I don’t think one or the other should be judged. Everyone reacts for reasons that are understandable and logical to them. But it is impossible in this crisis period not to notice the generation gap, which very often brings discomfort and misunderstanding to families. These families are home to parents to whom war - without their consent - has become part of their identity, and children who have been significantly characterized by the same conflict, although they know it only from stories. In addition, we still live in a society (or societies) whose wounds have not healed, which has not systematically confronted the past, which it constantly invokes, and in power we have those who adapt the narratives of the conflict to their political agendas and party interests. In the circumstances, it would be strange that 1992 does not count in our heads as the beginning of a new era.
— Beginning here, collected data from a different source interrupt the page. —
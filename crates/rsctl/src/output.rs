//! Output formatting: table, JSON, YAML, plain.
//!
//! Renders data in the format selected by `--output`. Lists use `tabled`,
//! single resources use a `Key: value` detail view, structured formats use
//! serde, plain emits one identifier per line.

use std::fmt::Display;
use std::io::{self, Write};

use tabled::{Table, Tabled, settings::Style};

use crate::cli::OutputFormat;
use crate::error::CliError;

// ── Render dispatchers ───────────────────────────────────────────────

/// Render a list of serde-serializable + tabled items in the chosen format.
pub fn render_list<T, R>(
    format: OutputFormat,
    data: &[T],
    to_row: impl Fn(&T) -> R,
    id_fn: impl Fn(&T) -> String,
) -> Result<String, CliError>
where
    T: serde::Serialize,
    R: Tabled,
{
    match format {
        OutputFormat::Table => {
            let rows: Vec<R> = data.iter().map(to_row).collect();
            Ok(Table::new(rows).with(Style::rounded()).to_string())
        }
        OutputFormat::Json => Ok(serde_json::to_string_pretty(data)?),
        OutputFormat::JsonCompact => Ok(serde_json::to_string(data)?),
        OutputFormat::Yaml => Ok(serde_yaml::to_string(data)?),
        OutputFormat::Plain => Ok(data.iter().map(id_fn).collect::<Vec<_>>().join("\n")),
    }
}

/// Render a single serde-serializable item in the chosen format.
pub fn render_single<T>(
    format: OutputFormat,
    data: &T,
    detail_fn: impl Fn(&T) -> String,
    id_fn: impl Fn(&T) -> String,
) -> Result<String, CliError>
where
    T: serde::Serialize,
{
    match format {
        OutputFormat::Table => Ok(detail_fn(data)),
        OutputFormat::Json => Ok(serde_json::to_string_pretty(data)?),
        OutputFormat::JsonCompact => Ok(serde_json::to_string(data)?),
        OutputFormat::Yaml => Ok(serde_yaml::to_string(data)?),
        OutputFormat::Plain => Ok(id_fn(data)),
    }
}

/// Print the rendered output to stdout, respecting quiet mode.
pub fn print_output(output: &str, quiet: bool) {
    if quiet || output.is_empty() {
        return;
    }
    let mut stdout = io::stdout().lock();
    let _ = writeln!(stdout, "{output}");
}

/// Status line on stderr, so stdout stays machine-readable.
pub fn print_status(message: &str, quiet: bool) {
    if !quiet {
        eprintln!("{message}");
    }
}

// ── Detail views ─────────────────────────────────────────────────────

/// Builder for `Key: value` detail text with indented sections.
#[derive(Debug, Default)]
pub struct Detail {
    lines: Vec<String>,
    indent: usize,
}

impl Detail {
    pub fn new() -> Self {
        Self::default()
    }

    /// `Key: value`, or `Key: -` when the value is missing.
    pub fn field(mut self, key: &str, value: Option<impl Display>) -> Self {
        let value = value.map_or_else(|| "-".to_owned(), |v| v.to_string());
        self.lines
            .push(format!("{:indent$}{key}: {value}", "", indent = self.indent));
        self
    }

    /// A `Title:` header; later fields are indented until `end_section`.
    pub fn section(mut self, title: &str) -> Self {
        self.lines
            .push(format!("{:indent$}{title}:", "", indent = self.indent));
        self.indent += 2;
        self
    }

    pub fn end_section(mut self) -> Self {
        self.indent = self.indent.saturating_sub(2);
        self
    }

    /// One indented line per item.
    pub fn items<S: AsRef<str>>(mut self, items: &[S]) -> Self {
        for item in items {
            self.lines
                .push(format!("{:indent$}{}", "", item.as_ref(), indent = self.indent));
        }
        self
    }

    pub fn build(self) -> String {
        self.lines.join("\n")
    }
}

/// Table cell text, empty when the value is missing.
pub fn cell(value: Option<impl Display>) -> String {
    value.map(|v| v.to_string()).unwrap_or_default()
}

#[cfg(test)]
#[allow(clippy::unwrap_used)]
mod tests {
    use super::*;

    #[test]
    fn detail_view_indents_sections() {
        let text = Detail::new()
            .field("Model", Some("iLO 5"))
            .field("Serial number", None::<&str>)
            .section("Name servers")
            .items(&["1.1.1.1", "8.8.8.8"])
            .end_section()
            .field("Health", Some("OK"))
            .build();
        assert_eq!(
            text,
            "Model: iLO 5\nSerial number: -\nName servers:\n  1.1.1.1\n  8.8.8.8\nHealth: OK"
        );
    }

    #[test]
    fn structured_formats_serialize_data() {
        let data = serde_json::json!({"Id": "1"});
        let json = render_single(
            OutputFormat::JsonCompact,
            &data,
            |_| String::new(),
            |_| String::new(),
        )
        .unwrap();
        assert_eq!(json, r#"{"Id":"1"}"#);
        let plain = render_single(
            OutputFormat::Plain,
            &data,
            |_| String::new(),
            |d| d["Id"].to_string(),
        )
        .unwrap();
        assert_eq!(plain, "\"1\"");
    }
}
Due to the non-structural and, at least seemingly, aimless relationship with the past, we do not allow our own present to conquer our priority scale. In support of this claim is the fact that we were greeted with pandemics full of holes, through which problems flow, and with them ourselves. We only remembered respirators and medical supplies when it was time to connect the first patients to the same. Only now have we become aware of how many doctors and medical staff have left Bosnia and Herzegovina in the last ten years. How many of our compatriots have left homeland in search for jobs on all four sides of the world, and now when those unfortunate people are returning home from the virus-affected areas, we consider them a problem. Only now, when we spend our days with our own children, we have the most vivid picture of how impaired the work of educators is. Unfortunately, we now see how rotten our institutions are, in the days when our elders depend on volunteer work.
For all the above, my dear, is not to blame 1992. Most of the problems may be rooted in that crisis year, but we also bear the brunt of our responsibility. It is this responsibility from which we skillfully escape, refusing to accept our perseverance in the twenty-first century. Because we choose to live in the past, unaware that we are sinking deeper and deeper.
I am not one of those who regard the past as irrelevant and who view contact with it as meaningless work. Moreover, I am convinced that it is very important to think about the past, to draw life lessons from it, and not allow anyone to play with our traumas, pain and sorrows. Nevertheless, the present must have primacy over the past. Calling on the days of starvation and trauma, we will not provide the nurse with the necessary equipment, and we will not afford a respirator to the coronary sufferer, so yes, and if we need to die, we will die like humans. Decent. That is why, to end this mourning, I argue that the root of every problem lies in the political system. It is only a matter of time before we will admit to ourselves that we ourselves are part of the same system. With this recognition, we will be one step closer to taming the past and sovereignly shaping the present and future.
Edo Kanlić born in Goražde in 1994. Master of Human Rights and Democracy. Activist and anti-fascist.